*PROBLEM STATEMENT:* Go through the listing below and state how many lines hold the word "false", giving only the number.

*RECORDS SUPPLIED:*
impl ReliableOutputConnection {
    pub fn new(
        session_id: Uuid,
        config: &ReliableSessionConfig,
        binder: Arc<dyn ReliableBinder>,
    ) -> ReliableOutputConnection {
        ReliableOutputConnection {
            session_id,
            max_retry_count: config.max_retry_count,
            retry_interval: config.retry_interval,
            flow_control: config.flow_control,
            binder,
            window: Arc::new(Semaphore::new(config.max_transfer_window_size)),
            all_acked: WaitObject::new(),
            state: RwLock::new(OutState {
                next_sequence_number: 1,
                last: None,
                pending: BTreeMap::new(),
                peer_buffer_remaining: None,
                closed: false,
            }),
        }
    }

    pub fn session_id(&self) -> Uuid {
        self.session_id
    }

    pub async fn last(&self) -> Option<SequenceNumber> {
        self.state.read().await.last
    }

    pub async fn pending_count(&self) -> usize {
        self.state.read().await.pending.len()
    }

    /// Set once this direction's final number is declared and everything up to it is
    ///  acknowledged; close blocks on it before starting the shutdown handshake.
    pub fn all_acked(&self) -> &WaitObject {
        &self.all_acked
    }

    /// Accepts an application message: waits for window capacity, assigns the next
    ///  sequence number and transfers the message with bounded retry.
    pub async fn add_message(&self, payload: Bytes, timeout: Duration) -> Result<(), SendError> {
        let message = self.register(Some(payload), false, timeout).await?;
        self.send_with_retry(WireMessage::sequenced(message), timeout).await
    }

    /// Sends the legacy protocol's standalone last-message marker. It consumes a sequence
    ///  number of its own and is tracked and acknowledged like any other message.
    pub async fn add_last_marker(&self, timeout: Duration) -> Result<(), SendError> {
        let message = self.register(None, true, timeout).await?;
        self.send_with_retry(WireMessage::sequenced(message), timeout).await
    }

    async fn register(
        &self,
        payload: Option<Bytes>,
        is_last: bool,
        timeout: Duration,
    ) -> Result<SequencedMessage, SendError> {
        let permit = match tokio::time::timeout(timeout, self.window.clone().acquire_owned()).await
        {
            Err(_) => return Err(SendError::Timeout),
            Ok(Err(_)) => return Err(SendError::Closed),
            Ok(Ok(permit)) => permit,
        };

        let mut state = self.state.write().await;
        if state.closed {
            return Err(SendError::Closed);
        }
        if state.next_sequence_number == SequenceNumber::MAX {
            // the top number is reserved as the rollover sentinel and never assigned
            return Err(SendError::Fault(WsrmFault::MessageNumberRollover {
                session_id: self.session_id,
            }));
        }

        let sequence_number = state.next_sequence_number;
        state.next_sequence_number += 1;
        if is_last {
            state.last = Some(sequence_number);
            state.closed = true;
        }
        state.pending.insert(sequence_number, PendingSend { _permit: permit });
        trace!("session {}: sending message #{}", self.session_id, sequence_number);

        Ok(SequencedMessage { session_id: self.session_id, sequence_number, is_last, payload })
    }

    /// Declares the final sequence number without consuming a number (current protocol
    ///  variant): the highest number assigned so far, or 0 for an unused direction.
    pub async fn declare_last(&self) -> SequenceNumber {
        let mut state = self.state.write().await;
        let last = state.next_sequence_number - 1;
        state.last = Some(last);
        state.closed = true;
        if state.pending.is_empty() {
            self.all_acked.set();
        }
        last
    }

    /// Sends through the binder, retrying transport failures up to `max_retry_count`
    ///  times with `retry_interval` pauses. Exhausting the retries is a session fault.
    pub async fn send_with_retry(
        &self,
        message: WireMessage,
        timeout: Duration,
    ) -> Result<(), SendError> {
        for attempt in 0..=self.max_retry_count {
            match self.binder.send(message.clone(), timeout).await {
                Ok(()) => return Ok(()),
                Err(e) if attempt == self.max_retry_count => {
                    warn!(
                        "session {}: transport send failed on all {} attempts: {}",
                        self.session_id,
                        self.max_retry_count + 1,
                        e
                    );
                    return Err(SendError::Fault(WsrmFault::MaxRetryCountExceeded {
                        session_id: self.session_id,
                    }));
                }
                Err(e) => {
                    debug!(
                        "session {}: transport send attempt {} failed, retrying: {}",
                        self.session_id,
                        attempt + 1,
                        e
                    );
                    tokio::time::sleep(self.retry_interval).await;
                }
            }
        }
        unreachable!()
    }

    /// Folds an inbound acknowledgement into the pending table, releasing window
    ///  capacity for every retired message. Ranges covering numbers that were never sent
    ///  are logged and ignored.
    pub async fn process_transferred(
        &self,
        ranges: &SequenceRangeCollection,
        buffer_remaining: Option<usize>,
    ) -> AckOutcome {
        let mut state = self.state.write().await;

        if ranges.max() >= state.next_sequence_number {
            warn!(
                "session {}: ignoring acknowledgement covering unsent number {}",
                self.session_id,
                ranges.max()
            );
            return AckOutcome::default();
        }

        let before = state.pending.len();
        state.pending.retain(|n, _| !ranges.contains(*n));
        let retired = before - state.pending.len();
        if retired > 0 {
            trace!("session {}: acknowledgement retired {} message(s)", self.session_id, retired);
        }
        state.peer_buffer_remaining = buffer_remaining;

        let all_acknowledged = state.last.is_some() && state.pending.is_empty();
        if all_acknowledged {
            self.all_acked.set();
        }

        AckOutcome {
            all_acknowledged,
            request_ack_heartbeat: self.flow_control && retired > 0 && buffer_remaining == Some(0),
        }
    }

    /// True once the final number is declared and nothing is in flight.
    pub async fn is_complete(&self) -> bool {
        let state = self.state.read().await;
        state.last.is_some() && state.pending.is_empty()
    }

    /// Drops all in-flight bookkeeping and wakes blocked senders with an error.
    pub async fn abort(&self) {
        let mut state = self.state.write().await;
        state.closed = true;
        state.pending.clear();
        self.window.close();
        self.all_acked.abort();
    }

    #[cfg(test)]
    async fn set_next_sequence_number(&self, n: SequenceNumber) {
        self.state.write().await.next_sequence_number = n;
    }
}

*EXERCISE ANSWER:* 2